* What you need to do *
Sort through the entries below and pull out lines containing the word "Number".

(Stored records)
- - -
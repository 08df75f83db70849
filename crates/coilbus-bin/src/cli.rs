// SPDX-License-Identifier: PolyForm-Noncommercial-1.0.0
// Copyright (c) 2025 Sylvex. All rights reserved.

//! CLI argument parsing and command definitions.
//!
//! - `ports`: list serial devices
//! - `scan`: find the device address and line speed
//! - `identify`: read the identification block
//! - `read` / `write`: holding registers
//! - `coils read` / `coils write`: coil access
//! - `settings show` / `settings apply`: configuration registers
//! - `monitor`: stream connection health events

use std::path::PathBuf;
use std::time::Duration;

use clap::{Args, Parser, Subcommand};
use coilbus_rtu::{CanSpeed, DeviceAddress, ModbusSpeed};

use crate::config::CoilbusConfig;
use crate::error::{BinError, BinResult};

// =============================================================================
// Main CLI Structure
// =============================================================================

/// coilbus - Modbus RTU tool for serial coil controllers
#[derive(Parser, Debug)]
#[command(
    name = "coilbus",
    author = "Sylvex <contact@sylvex.io>",
    version = coilbus_rtu::VERSION,
    about = "Discover, inspect and configure serial coil controllers over Modbus RTU",
    long_about = None,
    propagate_version = true
)]
pub struct Cli {
    /// Configuration file path (default: ./coilbus.toml if present)
    #[arg(short, long, env = "COILBUS_CONFIG", global = true)]
    pub config: Option<PathBuf>,

    /// Log level (trace, debug, info, warn, error)
    #[arg(
        short,
        long,
        default_value = "info",
        env = "COILBUS_LOG_LEVEL",
        global = true
    )]
    pub log_level: String,

    /// Log format (text, json)
    #[arg(long, default_value = "text", env = "COILBUS_LOG_FORMAT", global = true)]
    pub log_format: LogFormat,

    /// Enable quiet mode (minimal output)
    #[arg(short, long, global = true)]
    pub quiet: bool,

    /// Enable verbose output
    #[arg(short, long, global = true)]
    pub verbose: bool,

    /// Serial port (overrides the configuration file)
    #[arg(short, long, global = true)]
    pub port: Option<String>,

    /// Baud rate (overrides the configuration file)
    #[arg(short, long, global = true)]
    pub baud_rate: Option<u32>,

    /// Device address (overrides the configuration file)
    #[arg(short, long, global = true, value_parser = parse_address)]
    pub address: Option<DeviceAddress>,

    /// Output format for command results
    #[arg(short, long, default_value = "text", global = true)]
    pub format: OutputFormat,

    /// Subcommand to execute
    #[command(subcommand)]
    pub command: Commands,
}

// =============================================================================
// Subcommands
// =============================================================================

/// Available subcommands.
#[derive(Subcommand, Debug, Clone)]
pub enum Commands {
    /// List serial devices
    Ports,

    /// Find the device by probing every address and line speed
    ///
    /// Addresses are tried one at a time at every speed. Ctrl-C cancels
    /// within one probe timeout.
    Scan(ScanArgs),

    /// Read the identification block
    Identify,

    /// Read holding registers (falls back to input registers)
    Read(ReadArgs),

    /// Write holding registers
    Write(WriteArgs),

    /// Read or write coils
    #[command(subcommand)]
    Coils(CoilCommand),

    /// Show or change the device settings
    #[command(subcommand)]
    Settings(SettingsCommand),

    /// Stream connection health events
    ///
    /// Runs until Ctrl-C or until the connection is lost.
    Monitor(MonitorArgs),
}

/// `coils` subcommands.
#[derive(Subcommand, Debug, Clone)]
pub enum CoilCommand {
    /// Read coils
    Read(CoilReadArgs),
    /// Write coils (one value uses FC05, several use FC15)
    Write(CoilWriteArgs),
}

/// `settings` subcommands.
#[derive(Subcommand, Debug, Clone)]
pub enum SettingsCommand {
    /// Read the configuration registers
    Show,
    /// Change configuration registers
    Apply(ApplyArgs),
}

// =============================================================================
// Command Arguments
// =============================================================================

/// Arguments for the `scan` command.
#[derive(Args, Debug, Clone, Default)]
pub struct ScanArgs {
    /// First address to probe
    #[arg(long)]
    pub first: Option<u8>,

    /// Last address to probe
    #[arg(long)]
    pub last: Option<u8>,

    /// Speeds to try, in order (comma separated)
    #[arg(long, value_delimiter = ',')]
    pub baud_rates: Vec<u32>,

    /// Probe timeout (e.g. 100ms)
    #[arg(long, value_parser = parse_duration)]
    pub probe_timeout: Option<Duration>,

    /// Do not print progress lines
    #[arg(long)]
    pub no_progress: bool,
}

/// Arguments for the `read` command.
#[derive(Args, Debug, Clone)]
pub struct ReadArgs {
    /// First register
    #[arg(short, long, default_value = "0")]
    pub start: u16,

    /// Number of registers
    #[arg(short = 'n', long, default_value = "1")]
    pub count: u16,

    /// Read input registers (FC04) instead of holding registers
    #[arg(long)]
    pub input: bool,
}

/// Arguments for the `write` command.
#[derive(Args, Debug, Clone)]
pub struct WriteArgs {
    /// First register
    #[arg(short, long)]
    pub start: u16,

    /// Values to write
    #[arg(required = true, num_args = 1..)]
    pub values: Vec<u16>,

    /// Use Write Single Register (FC06); requires exactly one value
    #[arg(long)]
    pub single: bool,
}

/// Arguments for `coils read`.
#[derive(Args, Debug, Clone)]
pub struct CoilReadArgs {
    /// First coil
    #[arg(short, long, default_value = "0")]
    pub start: u16,

    /// Number of coils
    #[arg(short = 'n', long, default_value = "8")]
    pub count: u16,
}

/// Arguments for `coils write`.
#[derive(Args, Debug, Clone)]
pub struct CoilWriteArgs {
    /// First coil
    #[arg(short, long)]
    pub start: u16,

    /// Coil states (1/0, on/off, true/false)
    #[arg(required = true, num_args = 1.., value_parser = parse_coil)]
    pub values: Vec<bool>,
}

/// Arguments for `settings apply`.
///
/// Unset options keep the value read from the device.
#[derive(Args, Debug, Clone, Default)]
pub struct ApplyArgs {
    /// Coil count of channel 1
    #[arg(long)]
    pub channel1: Option<u16>,

    /// Coil count of channel 2
    #[arg(long)]
    pub channel2: Option<u16>,

    /// Modbus line speed in baud
    #[arg(long, value_parser = parse_modbus_speed)]
    pub modbus_speed: Option<ModbusSpeed>,

    /// New Modbus device address
    #[arg(long, value_parser = parse_address)]
    pub modbus_address: Option<DeviceAddress>,

    /// CAN bus speed (e.g. 125K)
    #[arg(long)]
    pub can_speed: Option<CanSpeed>,

    /// CAN node address (1-127)
    #[arg(long)]
    pub can_address: Option<u16>,
}

/// Arguments for the `monitor` command.
#[derive(Args, Debug, Clone, Default)]
pub struct MonitorArgs {
    /// Heartbeat interval (e.g. 500ms, 2s)
    #[arg(short, long, value_parser = parse_duration)]
    pub interval: Option<Duration>,

    /// Declare loss after two missed heartbeats instead of three
    #[arg(long)]
    pub fast: bool,

    /// Keep running after a heartbeat loss and report reconnects
    #[arg(long)]
    pub follow: bool,
}

// =============================================================================
// Enums
// =============================================================================

/// Log output format.
#[derive(Debug, Clone, Copy, Default, PartialEq, Eq, clap::ValueEnum)]
pub enum LogFormat {
    /// Human-readable text format
    #[default]
    Text,
    /// JSON format for structured logging
    Json,
    /// Compact format for minimal output
    Compact,
}

/// Output format for command results.
#[derive(Debug, Clone, Copy, Default, PartialEq, Eq, clap::ValueEnum)]
pub enum OutputFormat {
    /// Human-readable text format
    #[default]
    Text,
    /// JSON format for programmatic parsing
    Json,
}

// =============================================================================
// Value Parsers
// =============================================================================

fn parse_address(s: &str) -> Result<DeviceAddress, String> {
    let value: u8 = s.parse().map_err(|_| format!("invalid address '{}'", s))?;
    DeviceAddress::new(value).map_err(|e| e.to_string())
}

fn parse_duration(s: &str) -> Result<Duration, String> {
    humantime::parse_duration(s).map_err(|e| e.to_string())
}

fn parse_modbus_speed(s: &str) -> Result<ModbusSpeed, String> {
    let baud: u32 = s.parse().map_err(|_| format!("invalid speed '{}'", s))?;
    ModbusSpeed::try_from(baud).map_err(|e| e.to_string())
}

fn parse_coil(s: &str) -> Result<bool, String> {
    match s.to_lowercase().as_str() {
        "1" | "on" | "true" => Ok(true),
        "0" | "off" | "false" => Ok(false),
        _ => Err(format!("invalid coil state '{}'", s)),
    }
}

// =============================================================================
// Helper Methods
// =============================================================================

impl Cli {
    /// Parse CLI arguments from the command line.
    pub fn parse_args() -> Self {
        Self::parse()
    }

    /// Check if verbose logging is enabled.
    pub fn is_verbose(&self) -> bool {
        self.verbose && !self.quiet
    }

    /// Get the effective log level based on flags.
    pub fn effective_log_level(&self) -> &str {
        if self.quiet {
            "warn"
        } else if self.verbose {
            "debug"
        } else {
            &self.log_level
        }
    }

    /// Applies `--port`, `--baud-rate` and `--address` on top of `config`.
    pub fn apply_overrides(&self, config: &mut CoilbusConfig) -> BinResult<()> {
        if let Some(port) = &self.port {
            config.serial.port = Some(port.clone());
        }
        if let Some(baud_rate) = self.baud_rate {
            if !coilbus_rtu::SUPPORTED_BAUD_RATES.contains(&baud_rate) {
                return Err(BinError::config(format!("unsupported baud rate {}", baud_rate)));
            }
            config.serial.baud_rate = baud_rate;
        }
        if let Some(address) = self.address {
            config.serial.address = address;
        }
        Ok(())
    }
}

// =============================================================================
// Tests
// =============================================================================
- - -
* Exercise answer *
    /// Number of registers
    /// Number of coils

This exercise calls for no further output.